Directions for this task: Only the final stretch of the data is wanted: reproduce the line containing "out.push_str(&card.to_line());" and each line after it, exactly.

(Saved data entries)
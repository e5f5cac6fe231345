//! The deck document contract shared by every stage.
//!
//! A deck is a UTF-8, line-feed separated text file:
//!
//! ```text
//! #separator:tab
//! #html:true
//! #tags column:3
//! Front<TAB>Back<TAB>Tags
//! <front><TAB><back><TAB><tags>
//! ```
//!
//! Each data row has exactly three fields. `Back` may carry HTML and MathJax
//! delimiters; `Tags` is a space-separated token list.

use serde::{Deserialize, Serialize};

/// The four mandatory header lines, in order.
pub const HEADER_LINES: [&str; 4] = [
    "#separator:tab",
    "#html:true",
    "#tags column:3",
    COLUMN_HEADER,
];

/// The column header row closing the header block.
pub const COLUMN_HEADER: &str = "Front\tBack\tTags";

/// Relative directory every image reference must live under.
pub const CANONICAL_IMAGE_DIR: &str = "../images/";

/// Canonical header block, newline terminated.
pub fn header_block() -> String {
    let mut out = HEADER_LINES.join("\n");
    out.push('\n');
    out
}

/// One flashcard row.
#[derive(Debug, Clone, PartialEq, Eq, Serialize, Deserialize)]
pub struct CardLine {
    pub front: String,
    pub back: String,
    pub tags: Vec<String>,
}

impl CardLine {
    /// Parse a row that splits into exactly three tab-separated fields.
    ///
    /// Fields are trimmed; tags are split on whitespace.
    pub fn parse(line: &str) -> Option<Self> {
        let mut parts = line.split('\t');
        let (front, back, tags) = (parts.next()?, parts.next()?, parts.next()?);
        if parts.next().is_some() {
            return None;
        }
        Some(Self {
            front: front.trim().to_string(),
            back: back.trim().to_string(),
            tags: tags.split_whitespace().map(str::to_string).collect(),
        })
    }

    /// Render back to a single tab-separated row (no trailing newline).
    pub fn to_line(&self) -> String {
        format!("{}\t{}\t{}", self.front, self.back, self.tags.join(" "))
    }
}

/// Count of tab characters in a line.
pub(crate) fn tab_count(line: &str) -> usize {
    line.bytes().filter(|b| *b == b'\t').count()
}

/// The "looks like a card row" heuristic: at least two tabs and not blank.
///
/// This also matches rows with extra fields; it is a progress signal, the
/// validator is what enforces the three-column contract.
pub fn is_candidate_card_line(line: &str) -> bool {
    tab_count(line) >= 2 && !line.trim().is_empty()
}

/// True for the literal column header row.
pub fn is_column_header(line: &str) -> bool {
    line.trim_end() == COLUMN_HEADER
}

/// Number of leading lines forming the header block: directive lines
/// starting with `#`, followed by the column header when present.
pub(crate) fn header_len(lines: &[&str]) -> usize {
    let mut n = lines.iter().take_while(|l| l.starts_with('#')).count();
    if lines.get(n).is_some_and(|l| is_column_header(l)) {
        n += 1;
    }
    n
}

/// Assemble a canonical document from card rows.
pub fn render_deck(cards: &[CardLine]) -> String {
    let mut out = header_block();
    for card in cards {
        out.push_str(&card.to_line());
        out.push('\n');
    }
    out
}

#[cfg(test)]
mod tests {
    use super::*;

    #[test]
    fn header_block_is_four_lines() {
        let block = header_block();
        assert_eq!(block.lines().count(), 4);
        assert!(block.ends_with("Front\tBack\tTags\n"));
    }

    #[test]
    fn parse_three_fields() {
        let card = CardLine::parse("Q?\t<strong>A</strong>\tunit_1 bayes").unwrap();
        assert_eq!(card.front, "Q?");
        assert_eq!(card.back, "<strong>A</strong>");
        assert_eq!(card.tags, vec!["unit_1", "bayes"]);
    }

    #[test]
    fn parse_rejects_wrong_field_count() {
        assert!(CardLine::parse("a\tb").is_none());
        assert!(CardLine::parse("a\tb\tc\td").is_none());
    }

    #[test]
    fn candidate_heuristic_counts_tabs() {
        assert!(is_candidate_card_line("a\tb\tc"));
        assert!(is_candidate_card_line("a\tb\tc\td"));
        assert!(!is_candidate_card_line("a\tb"));
        assert!(!is_candidate_card_line("\t\t  "));
    }

    #[test]
    fn header_len_stops_at_first_data_row() {
        let lines = ["#separator:tab", "#html:true", "Front\tBack\tTags", "q\ta\tt"];
        assert_eq!(header_len(&lines), 3);
        assert_eq!(header_len(&["q\ta\tt"]), 0);
    }

    #[test]
    fn render_round_trips_rows() {
        let cards = vec![CardLine {
            front: "Why?".into(),
            back: "Because.".into(),
            tags: vec!["unit_1".into()],
        }];
        let doc = render_deck(&cards);
        assert!(doc.ends_with("Why?\tBecause.\tunit_1\n"));
    }
}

Output of the exercise:
        out.push_str(&card.to_line());
        out.push('\n');
    }
    out
}

#[cfg(test)]
mod tests {
    use super::*;

    #[test]
    fn header_block_is_four_lines() {
        let block = header_block();
        assert_eq!(block.lines().count(), 4);
        assert!(block.ends_with("Front\tBack\tTags\n"));
    }

    #[test]
    fn parse_three_fields() {
        let card = CardLine::parse("Q?\t<strong>A</strong>\tunit_1 bayes").unwrap();
        assert_eq!(card.front, "Q?");
        assert_eq!(card.back, "<strong>A</strong>");
        assert_eq!(card.tags, vec!["unit_1", "bayes"]);
    }

    #[test]
    fn parse_rejects_wrong_field_count() {
        assert!(CardLine::parse("a\tb").is_none());
        assert!(CardLine::parse("a\tb\tc\td").is_none());
    }

    #[test]
    fn candidate_heuristic_counts_tabs() {
        assert!(is_candidate_card_line("a\tb\tc"));
        assert!(is_candidate_card_line("a\tb\tc\td"));
        assert!(!is_candidate_card_line("a\tb"));
        assert!(!is_candidate_card_line("\t\t  "));
    }

    #[test]
    fn header_len_stops_at_first_data_row() {
        let lines = ["#separator:tab", "#html:true", "Front\tBack\tTags", "q\ta\tt"];
        assert_eq!(header_len(&lines), 3);
        assert_eq!(header_len(&["q\ta\tt"]), 0);
    }

    #[test]
    fn render_round_trips_rows() {
        let cards = vec![CardLine {
            front: "Why?".into(),
            back: "Because.".into(),
            tags: vec!["unit_1".into()],
        }];
        let doc = render_deck(&cards);
        assert!(doc.ends_with("Why?\tBecause.\tunit_1\n"));
    }
}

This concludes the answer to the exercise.